# Store Bought Plants vs. Frog Dealer Plants



## that Frog Guy (May 13, 2012)

I was told by a Frog Dealer to only buy Plants sold by them.

But of course they are trying to make money.

I was just wondering if you guys bought any of your Terrarium Plants from like Walmart or English Gardens or if you only bought from Dart Frog Dealers like he recommended.


----------



## Azurel (Aug 5, 2010)

I have gotten most of my plants from plant growers.....I have gotten a bunch from places like Black jungle that are a jack of all trades.....I don't think there is any reason to by plants from only frog dealers....


----------



## jeffr (May 15, 2009)

Frog dealer pants won't contain pesticides


----------



## Cfrog (Oct 28, 2011)

I buy mine from reptile stores, better safe than sorry. ...and prices are not that big of a difference especially when your talking about the health of your frogs.

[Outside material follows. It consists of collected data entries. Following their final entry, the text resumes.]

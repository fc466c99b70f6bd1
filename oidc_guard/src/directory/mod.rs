//! Bearer-authenticated JSON fetches against the directory API, with
//! transparent pagination.

use async_trait::async_trait;
use serde_json::Value;
use std::collections::HashSet;
use std::time::Duration;
use thiserror::Error;

/// Key carrying the continuation link in a paged directory response.
pub const NEXT_LINK_KEY: &str = "@odata.nextLink";

/// Most continuation pages followed for one listing.
pub const MAX_PAGES: usize = 100;

#[derive(Debug, Error, Clone)]
pub enum FetchError {
    #[error("Request failed: {0}")]
    Request(String),

    #[error("Unexpected status {status} from {url}")]
    Status { status: u16, url: String },

    #[error("Invalid response body: {0}")]
    Body(String),

    #[error("Pagination aborted: {0}")]
    Pagination(String),
}

#[async_trait]
pub trait DirectoryFetcher: Send + Sync + 'static {
    /// GET `url` with `bearer_token` and parse the body as JSON.
    async fn fetch(&self, url: &str, bearer_token: &str) -> Result<Value, FetchError>;

    /// Reads `next_link` and every page after it, returning the flattened `value` entries.
    ///
    /// Fails on a link that was already visited or after [`MAX_PAGES`] pages.
    async fn follow_pagination(
        &self,
        bearer_token: &str,
        next_link: &str,
    ) -> Result<Vec<Value>, FetchError> {
        let mut members = Vec::new();
        let mut visited = HashSet::new();
        let mut next = Some(next_link.to_string());

        while let Some(url) = next {
            if visited.len() >= MAX_PAGES {
                return Err(FetchError::Pagination(format!(
                    "More than {MAX_PAGES} pages"
                )));
            }
            if !visited.insert(url.clone()) {
                return Err(FetchError::Pagination(format!(
                    "Continuation link repeats: {url}"
                )));
            }

            let page = self.fetch(&url, bearer_token).await?;
            if let Some(values) = page.get("value").and_then(Value::as_array) {
                members.extend(values.iter().cloned());
            }
            next = page
                .get(NEXT_LINK_KEY)
                .and_then(Value::as_str)
                .map(str::to_string);
        }

        Ok(members)
    }
}

/// Default fetcher backed by `reqwest`.
pub struct GraphFetcher {
    client: reqwest::Client,
}

impl GraphFetcher {
    pub fn new() -> Self {
        Self {
            client: http_client(),
        }
    }
}

impl Default for GraphFetcher {
    fn default() -> Self {
        Self::new()
    }
}

#[async_trait]
impl DirectoryFetcher for GraphFetcher {
    async fn fetch(&self, url: &str, bearer_token: &str) -> Result<Value, FetchError> {
        tracing::debug!("Fetching directory page: {}", url);
        let response = self
            .client
            .get(url)
            .bearer_auth(bearer_token)
            .send()
            .await
            .map_err(|e| FetchError::Request(e.to_string()))?;

        let status = response.status();
        if !status.is_success() {
            return Err(FetchError::Status {
                status: status.as_u16(),
                url: url.to_string(),
            });
        }

        response
            .json::<Value>()
            .await
            .map_err(|e| FetchError::Body(e.to_string()))
    }
}

/// Shared HTTP client settings for calls to the identity provider and directory.
///
/// - `timeout`: 30 seconds, so a stalled provider cannot hold a request forever.
/// - `pool_idle_timeout`: 90 seconds.
/// - `pool_max_idle_per_host`: 32.
pub(crate) fn http_client() -> reqwest::Client {
    reqwest::Client::builder()
        .timeout(Duration::from_secs(30))
        .pool_idle_timeout(Duration::from_secs(90))
        .pool_max_idle_per_host(32)
        .build()
        .unwrap_or_else(|e| {
            tracing::error!("Failed to build configured HTTP client, using defaults: {}", e);
            reqwest::Client::new()
        })
}
use base64::{Engine as _, engine::general_purpose::URL_SAFE_NO_PAD};
use http::header::{HeaderMap, HeaderValue, SET_COOKIE};
use ring::rand::SecureRandom;
use sha2::{Digest, Sha256};
use thiserror::Error;

#[derive(Debug, Error, Clone)]
pub enum UtilError {
    #[error("Crypto error: {0}")]
    Crypto(String),

    #[error("Cookie error: {0}")]
    Cookie(String),

    #[error("Invalid format: {0}")]
    Format(String),
}

pub(crate) fn base64url_decode(input: &str) -> Result<Vec<u8>, UtilError> {
    URL_SAFE_NO_PAD
        .decode(input)
        .map_err(|_| UtilError::Format("Failed to decode base64url".to_string()))
}

pub(crate) fn base64url_encode(input: impl AsRef<[u8]>) -> String {
    URL_SAFE_NO_PAD.encode(input)
}

/// Random bytes of length `len`, base64url encoded.
pub fn gen_random_string(len: usize) -> Result<String, UtilError> {
    let rng = ring::rand::SystemRandom::new();
    let mut buf = vec![0u8; len];
    rng.fill(&mut buf)
        .map_err(|_| UtilError::Crypto("Failed to generate random string".to_string()))?;
    Ok(base64url_encode(buf))
}

/// S256 code challenge for a PKCE verifier.
pub(crate) fn pkce_challenge(verifier: &str) -> String {
    base64url_encode(Sha256::digest(verifier.as_bytes()))
}

/// Appends a `Set-Cookie` header. A negative `max_age` expires the cookie.
pub fn header_set_cookie(
    headers: &mut HeaderMap,
    name: &str,
    value: &str,
    max_age: i64,
) -> Result<(), UtilError> {
    let cookie =
        format!("{name}={value}; SameSite=Lax; Secure; HttpOnly; Path=/; Max-Age={max_age}");
    let header_value: HeaderValue = cookie
        .parse()
        .map_err(|_| UtilError::Cookie("Failed to parse cookie".to_string()))?;
    headers.append(SET_COOKIE, header_value);
    Ok(())
}
use serde::{Deserialize, Serialize};

/// Access requirement attached to a protected route.
///
/// When both `groups` and `roles` are present, `groups` is the one checked.
#[derive(Debug, Clone, PartialEq, Eq, Serialize, Deserialize)]
#[serde(rename_all = "camelCase")]
pub struct AccessRule {
    pub path: String,
    pub methods: Vec<String>,
    #[serde(default, skip_serializing_if = "Option::is_none")]
    pub groups: Option<Vec<String>>,
    #[serde(default, skip_serializing_if = "Option::is_none")]
    pub roles: Option<Vec<String>>,
}

impl AccessRule {
    pub fn credential_kind(&self) -> CredentialKind {
        if self.groups.is_some() {
            CredentialKind::Groups
        } else {
            CredentialKind::Roles
        }
    }

    pub fn allows_method(&self, method: &str) -> bool {
        self.methods.iter().any(|m| m.eq_ignore_ascii_case(method))
    }

    pub(crate) fn required(&self, kind: CredentialKind) -> &[String] {
        let set = match kind {
            CredentialKind::Groups => &self.groups,
            CredentialKind::Roles => &self.roles,
        };
        set.as_deref().unwrap_or_default()
    }
}

/// Which claim an access rule is checked against.
#[derive(Debug, Clone, Copy, PartialEq, Eq)]
pub enum CredentialKind {
    Groups,
    Roles,
}

impl CredentialKind {
    pub fn claim_name(&self) -> &'static str {
        match self {
            Self::Groups => "groups",
            Self::Roles => "roles",
        }
    }
}

#[derive(Debug, Clone, PartialEq, Eq)]
pub enum DenyReason {
    MethodNotAllowed,
    MissingGroup,
    MissingRole,
    MissingClaim(&'static str),
    NotAuthenticated,
    DirectoryLookupFailed,
}

#[derive(Debug, Clone, PartialEq, Eq)]
pub enum AccessDecision {
    Allow,
    Deny(DenyReason),
}

impl AccessDecision {
    pub fn is_allowed(&self) -> bool {
        matches!(self, Self::Allow)
    }
}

**maybe 3$ - even 10$ more for a plant from frog dealer/reptile store or cheap plant that could = sick frog, vet bill, death of frog, replace frog (could cost more that $300)


----------



## that Frog Guy (May 13, 2012)

That was the only reason I could think of (Pesticide).

Are there any other reasons?

If I bought them from a Local Greenhouse would they be OK if I rinsed them off?

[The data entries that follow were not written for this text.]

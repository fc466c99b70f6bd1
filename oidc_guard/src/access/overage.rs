//! Groups claim overage.
//!
//! When a user belongs to too many groups, the identity provider leaves the
//! `groups` claim out of the ID token and adds `_claim_names`/`_claim_sources`
//! instead. The full list then has to be read from the directory.

use serde_json::{Map, Value};

use crate::directory::{DirectoryFetcher, FetchError, NEXT_LINK_KEY};

pub const CLAIM_NAMES: &str = "_claim_names";
pub const CLAIM_SOURCES: &str = "_claim_sources";
pub const GROUPS_CLAIM: &str = "groups";

pub fn has_overage_indicator(claims: &Map<String, Value>) -> bool {
    claims.contains_key(CLAIM_NAMES) || claims.contains_key(CLAIM_SOURCES)
}

/// Copy of `claims` without the overage indicators and with `groups` set to `groups`.
pub fn materialize_groups(claims: &Map<String, Value>, groups: Vec<String>) -> Map<String, Value> {
    let mut resolved: Map<String, Value> = claims
        .iter()
        .filter(|(k, _)| k.as_str() != CLAIM_NAMES && k.as_str() != CLAIM_SOURCES)
        .map(|(k, v)| (k.clone(), v.clone()))
        .collect();
    resolved.insert(
        GROUPS_CLAIM.to_string(),
        Value::Array(groups.into_iter().map(Value::String).collect()),
    );
    resolved
}

/// String values of a claim, or `None` when the claim is absent.
pub fn claim_values(claims: &Map<String, Value>, name: &str) -> Option<Vec<String>> {
    match claims.get(name)? {
        Value::Array(items) => Some(
            items
                .iter()
                .filter_map(|v| v.as_str().map(str::to_string))
                .collect(),
        ),
        Value::String(single) => Some(vec![single.clone()]),
        _ => Some(Vec::new()),
    }
}

pub(crate) fn member_ids(page: &Value) -> Vec<String> {
    page.get("value")
        .and_then(Value::as_array)
        .map(|members| {
            members
                .iter()
                .filter_map(|m| m.get("id").and_then(Value::as_str))
                .map(str::to_string)
                .collect()
        })
        .unwrap_or_default()
}

/// Reads every member id from the "member of" endpoint, following continuation links.
pub(crate) async fn collect_member_ids(
    fetcher: &dyn DirectoryFetcher,
    bearer_token: &str,
    endpoint: &str,
) -> Result<Vec<String>, FetchError> {
    let first_page = fetcher.fetch(endpoint, bearer_token).await?;
    let mut groups = member_ids(&first_page);

    if let Some(next_link) = first_page.get(NEXT_LINK_KEY).and_then(Value::as_str) {
        tracing::debug!("Directory response is paginated, following {}", next_link);
        let members = fetcher.follow_pagination(bearer_token, next_link).await?;
        groups.extend(
            members
                .iter()
                .filter_map(|m| m.get("id").and_then(Value::as_str))
                .map(str::to_string),
        );
    }

    tracing::debug!("Collected {} group memberships", groups.len());
    Ok(groups)
}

I do not want to kill my Frog.

I also do not want to wait another Month for the Next Reptile show to buy Plants there.


----------



## Pumilo (Sep 4, 2010)

You don't want to just assume that plants from a frog dealer have never been exposed to any pesticides. You would need to question them on that. If they were purchased from a nursery, they have most likely been sprayed.
I treat my plants by washing under running water and removing all of the substrate. Soak the entire plant in water for 15 to 30 minutes in room temp water to fully hydrate it. The soak the entire plant in a 10% bleach and 90% water solution for 10 minutes. Rinse VERY well. Pot it back up in a cleaned pot, preferably using the same substrate you use in your viv. Now grow the plant out for 6 weeks to give the systemic pesticides some time to wear off.


----------



## frogparty (Dec 27, 2007)

Vendors and sponsors SHOULD be offering vivarium tested plants that are pesticide free and ready for use. This takes a lot of the guess work out of planting a vivarium and is a convenien one stop shop scenario. That's not to say that it's only ok to buy plants from these vendors. With a little QT and prep you can get plants anywhere


----------



## therizman2 (Jul 20, 2008)

As pumilio mentioned above, many of the pesticides that are now used are systemic and are made to stay in the plant for long periods of time to prevent the constant foliar applications that used to be necessary.

If you are going to nurseries, they are more than likely ordering plants in from FL or TX as that is where a majority of the wholesalers are for indoor tropical plants as they can grow many outdoors there for a majority of the year. Growing outdoors means even more pest issues and pesticide and herbicide applications.

If you do get plants from a garden center, I would do what pumilio suggests and wash the well, repot and then grow them out for a while to get the systemics time to leave. Even if your frogs arent muching on the plants, if a leaf dies, falls down, springtails eat it and get the systemics in them, and then the frog eats the springs, you run a risk.


----------



## Azurel (Aug 5, 2010)

If your buying broms and other air plants there is no frog dealer I know of that are growing their own from seed to know wither they are fert, pesticide free they all are coming from large scale growers like Tropiflora, Michael's etc... I use the same methodology no matter where I get plants. Clean on receiving allowed to sit and grow for weeks in new clean substrate that I have made up and use in viv situations. Then cleaned again before using in any vivarium. Don't assume because they are a dart frog dealer that the plants are clean of anything and free to use as soon as you get them. 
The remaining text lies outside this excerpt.